Distinguishing Higgs portal and neutralino dark matter via vector boson fusion

TL;DR

This study explores how vector boson fusion at the LHC can differentiate between Higgs portal and neutralino dark matter models using distinctive jet and energy features, achieving over 5σ discrimination.

Contribution

It demonstrates the feasibility of distinguishing dark matter scenarios at colliders by analyzing VBF jet kinematics and applying statistical tests, a novel approach in this context.

Findings

Higgs portal and neutralino DM produce different jet transverse momentum distributions.

Kinematic variables Δη and Δφ effectively discriminate between the two DM scenarios.
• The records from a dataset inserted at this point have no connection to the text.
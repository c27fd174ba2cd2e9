use tokio::sync::watch;

/// Cooperative cancellation: the handle side flips a flag, the signal side
/// resolves a future once it is set. The scheduler only polls the signal at
/// its suspend points, so an in-flight UI interaction is never aborted.
pub struct CancelHandle {
    tx: watch::Sender<bool>,
}

impl CancelHandle {
    pub fn cancel(&self) {
        let _ = self.tx.send(true);
    }
}

pub struct CancelSignal {
    rx: watch::Receiver<bool>,
}

impl CancelSignal {
    /// Resolves once cancellation has been requested. Pends forever if the
    /// handle is dropped without cancelling, which makes it safe to race
    /// against a sleep in `tokio::select!`.
    pub async fn cancelled(&mut self) {
        loop {
            if *self.rx.borrow() {
                return;
            }
            if self.rx.changed().await.is_err() {
                std::future::pending::<()>().await;
            }
        }
    }
}

pub fn cancel_channel() -> (CancelHandle, CancelSignal) {
    let (tx, rx) = watch::channel(false);
    (CancelHandle { tx }, CancelSignal { rx })
}
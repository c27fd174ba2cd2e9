use async_trait::async_trait;
use std::time::Duration;

#[derive(thiserror::Error, Debug, Clone)]
pub enum SessionError {
    #[error("Timed out waiting for {operation}")]
    Timeout { operation: String },

    #[error("Stale element during {operation}")]
    Stale { operation: String },

    #[error("Navigation failed: {0}")]
    Navigation(String),

    #[error("WebDriver error: {0}")]
    Driver(String),

    #[error("Not connected")]
    NotConnected,
}

/// The PageSession trait is the capability surface the registration core
/// drives. Real drivers wrap a browser; tests substitute scripted pages.
///
/// All element lookups are label-relative because the external page has no
/// stable ids or schema. Methods that wait take an explicit timeout; hitting
/// it is reported as `SessionError::Timeout` naming the operation.
#[async_trait]
pub trait PageSession: Send + Sync {
    /// Current location of the session, as an absolute URL string.
    async fn current_url(&mut self) -> Result<String, SessionError>;

    /// Navigate to a specific URL.
    async fn navigate(&mut self, url: &str) -> Result<(), SessionError>;

    /// Click the button or input bearing exactly this visible label, once it
    /// becomes clickable within the timeout.
    async fn click_labeled(&mut self, label: &str, timeout: Duration)
    -> Result<(), SessionError>;

    /// Clear and fill the first input following the given label text.
    async fn fill_input_after_label(
        &mut self,
        label: &str,
        value: &str,
        timeout: Duration,
    ) -> Result<(), SessionError>;

    /// Visible text of every element plausibly carrying status or error
    /// messages (alert/notification/message regions), unfiltered.
    async fn alert_texts(&mut self) -> Result<Vec<String>, SessionError>;

    /// Visible text of the whole page.
    async fn visible_text(&mut self) -> Result<String, SessionError>;

    /// Reload the current page.
    async fn refresh(&mut self) -> Result<(), SessionError>;
}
Signals can be distinguished with a confidence level exceeding 5σ using the proposed analysis.

Abstract

Understanding the nature of dark matter (DM) is a fundamental challenge in particle physics. In this paper, we investigate the potential of vector boson fusion (VBF) processes at the Large Hadron Collider (LHC) to demonstrate, as a proof of principle, the feasibility of distinguishing between different dark matter scenarios, focusing on Higgs portal DM (HPDM) and neutralino DM in the $2j + \not\!\! E_T$ final state and exploiting the distinctive kinematic features of the VBF jets and the missing transverse energy. Our study reveals that the polarization of weak bosons in VBF plays a crucial role in shaping the transverse momentum distributions of the tagged jets, with the jets being less energetic in the transverse direction for the Higgs portal scenario compared to the neutralino scenario. In addition, the kinematic variables $\Delta\eta$ and $\Delta\phi$ exhibit characteristic differences between the Higgs portal and neutralino DM signals, providing significant discriminating power between these scenarios. We further apply a Kolmogorov--Smirnov test using linear discriminant analysis to quantify the distinguishability of the signals and find that the Higgs portal signals can be differentiated from neutralino DM signals with a C.L. exceeding $5\sigma$, thereby establishing the viability of collider-based discrimination between dark matter models.